WE JUST GOT BACK FROM CENTRAL FLORIDA, AND YOU SHOULD SEE WHAT A SPOOKED MANATEE CAN DO TO A DRIVE .



BECAUSE I TEAR UP SO MUCH GEAR , I NOW CARRY EXTRA OF EVERYTHING, INCLUDING SEAT PLUGS, YES I LOST ONE, WHILE CAMPING I DRAINED MY SEAT AREA AND IN THE MORNING I COULD ONLY FIND 1 AND I WAS SO LOADED DOWN I COULDN'T USE THE REAR DRAIN PLUG.:banghead



IF YOU STILL HAVE YOUR ORIGINAL FINS AND SHAFT, PUT THEM IN A ZIPLOC BAG AND PUT THEM IN THE BOW. THAT WAY YOU CAN STILL GET HOME.


----------



## Pourman1 (Oct 4, 2007)

^^ Good idea on the original Fins in the Hull :clap ... I lost the Entire Fin assembly - Rod & Fin :banghead ... looking at it closely , STILL don't know how it happened :doh ... found a single replacement fin from Hobie instead of buying another whole set though :letsparty


----------



## Team Hobie (Oct 9, 2007)

I am confused too.
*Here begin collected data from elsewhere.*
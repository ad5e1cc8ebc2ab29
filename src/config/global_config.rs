//! Global configuration management
//!
//! User defaults are stored in the platform config directory
//! (`~/.config/sgrep/config.toml` on Linux). Every value can be overridden on
//! the command line.

use crate::core::error::{Result, SgrepError};
use directories::ProjectDirs;
use serde::{Deserialize, Serialize};
use std::fmt;
use std::path::{Path, PathBuf};

/// Environment variable that points at an alternative config file
pub const CONFIG_ENV_VAR: &str = "SGREP_CONFIG";

/// Global configuration for sgrep
#[derive(Debug, Clone, Default, PartialEq, Serialize, Deserialize)]
#[serde(default)]
pub struct GlobalConfig {
    /// How rule files are found and read
    pub rules: RuleConfig,
    /// How the external search tool is driven
    pub search: SearchConfig,
}

/// Rule file settings shared by the parser and the tree builder
#[derive(Debug, Clone, PartialEq, Eq, Serialize, Deserialize)]
#[serde(default)]
pub struct RuleConfig {
    /// Name of the per-directory rule file
    pub filename: String,
    /// Everything from this character to end of line is a comment
    pub comment_marker: char,
}

impl Default for RuleConfig {
    fn default() -> Self {
        Self {
            filename: ".sgrep".to_string(),
            comment_marker: '#',
        }
    }
}

/// External search tool settings
#[derive(Debug, Clone, PartialEq, Eq, Serialize, Deserialize)]
#[serde(default)]
pub struct SearchConfig {
    /// Program invoked to perform the text search
    pub grep_bin: String,
    /// Default color mode when --color is not given
    pub color: ColorMode,
}

impl Default for SearchConfig {
    fn default() -> Self {
        Self {
            grep_bin: "grep".to_string(),
            color: ColorMode::Auto,
        }
    }
}

/// Color mode forwarded to the search tool
#[derive(Debug, Clone, Copy, Default, PartialEq, Eq, Serialize, Deserialize, clap::ValueEnum)]
#[serde(rename_all = "lowercase")]
pub enum ColorMode {
    /// Color only when stdout is a terminal
    #[default]
    Auto,
    Always,
    Never,
}

impl ColorMode {
    /// Resolve `Auto` against whether our stdout is a terminal.
    ///
    /// The search tool writes into a pipe, so it cannot make this call itself.
    pub fn resolve(self, stdout_is_tty: bool) -> ColorMode {
        match self {
            ColorMode::Auto if stdout_is_tty => ColorMode::Always,
            ColorMode::Auto => ColorMode::Never,
            other => other,
        }
    }
}

impl fmt::Display for ColorMode {
    fn fmt(&self, f: &mut fmt::Formatter<'_>) -> fmt::Result {
        let s = match self {
            ColorMode::Auto => "auto",
            ColorMode::Always => "always",
            ColorMode::Never => "never",
        };
        f.write_str(s)
    }
}

impl GlobalConfig {
    /// Load global configuration from disk
    pub fn load() -> Result<Self> {
        let config_path = Self::get_config_path()?;
        Self::load_from(&config_path)
    }

    /// Load configuration from a specific file, falling back to defaults when it is absent
    pub fn load_from(config_path: &Path) -> Result<Self> {
        if !config_path.exists() {
            tracing::debug!("No config at {}, using defaults", config_path.display());
            return Ok(Self::default());
        }

        let content =
            std::fs::read_to_string(config_path).map_err(|e| SgrepError::io(config_path, e))?;
        let config: GlobalConfig = toml::from_str(&content).map_err(|e| {
            SgrepError::configuration(format!(
                "Failed to parse {}: {}",
                config_path.display(),
                e
            ))
        })?;

        if config.rules.filename.is_empty() {
            return Err(SgrepError::configuration("rules.filename must not be empty"));
        }

        Ok(config)
    }

    /// Get the path to the global configuration file.
    ///
    /// Kept out of the home directory itself, where a `.sgrep` entry is a
    /// rule file.
    pub fn get_config_path() -> Result<PathBuf> {
        if let Some(path) = std::env::var_os(CONFIG_ENV_VAR) {
            return Ok(PathBuf::from(path));
        }

        let dirs = ProjectDirs::from("", "", "sgrep").ok_or(SgrepError::HomeDirectoryNotFound)?;
        Ok(dirs.config_dir().join("config.toml"))
    }
}
//! A single ignore rule read from a rule file

use crate::core::error::{Result, SgrepError};
use glob::{MatchOptions, Pattern};
use once_cell::unsync::OnceCell;
use std::path::{Component, Path, PathBuf};

/// Wildcards never cross a `/`, so `*py` only ever looks at one segment.
const MATCH_OPTIONS: MatchOptions = MatchOptions {
    case_sensitive: true,
    require_literal_separator: true,
    require_literal_leading_dot: false,
};

/// One ignore pattern plus the rule file that declared it
#[derive(Debug, Clone)]
pub struct Rule {
    /// Absolute path of the rule file this rule came from
    source: PathBuf,
    /// Pattern text with comments and surrounding whitespace removed
    pattern: String,
    /// Glob compiled on first use
    compiled: OnceCell<Pattern>,
}

impl Rule {
    /// Create a rule. `pattern` must already be trimmed and non-empty.
    pub fn new(source: impl Into<PathBuf>, pattern: impl Into<String>) -> Self {
        Self {
            source: source.into(),
            pattern: pattern.into(),
            compiled: OnceCell::new(),
        }
    }

    /// The rule file this rule was declared in
    pub fn source(&self) -> &Path {
        &self.source
    }

    /// Raw pattern text
    pub fn pattern(&self) -> &str {
        &self.pattern
    }

    /// Check whether `candidate` is excluded by this rule.
    ///
    /// The glob is tried against every trailing run of the candidate's
    /// components: for `a/b/c.py` that is `c.py`, `b/c.py` and `a/b/c.py`.
    /// Root and prefix components never take part in matching.
    pub fn matches(&self, candidate: &Path) -> Result<bool> {
        let pattern = self.compiled()?;

        let segments: Vec<String> = candidate
            .components()
            .filter_map(|component| match component {
                Component::Normal(name) => Some(name.to_string_lossy().into_owned()),
                _ => None,
            })
            .collect();

        for start in (0..segments.len()).rev() {
            let suffix = segments[start..].join("/");
            if pattern.matches_with(&suffix, MATCH_OPTIONS) {
                return Ok(true);
            }
        }

        Ok(false)
    }

    fn compiled(&self) -> Result<&Pattern> {
        self.compiled
            .get_or_try_init(|| Pattern::new(&self.pattern))
            .map_err(|source| SgrepError::Pattern {
                rule_file: self.source.clone(),
                pattern: self.pattern.clone(),
                source,
            })
    }
}
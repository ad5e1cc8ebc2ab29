//! Rule file parser
//!
//! A rule file holds one pattern per line. Everything from the comment marker
//! to end of line is dropped, the remainder is trimmed, and blank results are
//! skipped. There is no escape for the marker, so a pattern cannot contain it.

use crate::config::RuleConfig;
use crate::core::error::{Result, SgrepError};
use crate::ignore::rule::Rule;
use std::fs;
use std::path::Path;

/// Turns rule file text into ordered [`Rule`]s
#[derive(Debug, Clone)]
pub struct RuleParser {
    comment_marker: char,
}

impl RuleParser {
    /// Create a parser using the comment marker from `config`
    pub fn new(config: &RuleConfig) -> Self {
        Self {
            comment_marker: config.comment_marker,
        }
    }

    /// Parse one line. Returns `None` for blank and comment-only lines.
    pub fn parse_line(&self, source_path: &Path, raw_line: &str) -> Option<Rule> {
        let uncommented = match raw_line.find(self.comment_marker) {
            Some(index) => &raw_line[..index],
            None => raw_line,
        };

        let pattern = uncommented.trim();
        if pattern.is_empty() {
            return None;
        }

        Some(Rule::new(source_path, pattern))
    }

    /// Parse rule file content, keeping line order
    pub fn parse_content(&self, source_path: &Path, content: &str) -> Vec<Rule> {
        content
            .lines()
            .filter_map(|line| self.parse_line(source_path, line))
            .collect()
    }

    /// Read and parse the rule file at `path`
    pub fn load_rule_file(&self, path: &Path) -> Result<Vec<Rule>> {
        let content = fs::read_to_string(path).map_err(|e| SgrepError::io(path, e))?;
        let rules = self.parse_content(path, &content);

        tracing::debug!("Loaded {} rules from {}", rules.len(), path.display());
        Ok(rules)
    }
}

impl Default for RuleParser {
    fn default() -> Self {
        Self::new(&RuleConfig::default())
    }
}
The only "cotter" pin I know of is a split ring at the rear of each fin. If you lose the connection at the rear the whole fin will slip off of the mast rod but the mast rod will still be there. The only way for the mast rod to come off is to either lose the hex lock bolt (old style) or have it break the locktite and un screw itself (new style). In that case the mast would separate from the drive but stay in the fin. If later the back connection tore or otherwise separated then the whole assembly would be gone -- except for the split rig attachment.

I suspect the latter happened but am unsure.

Ted


----------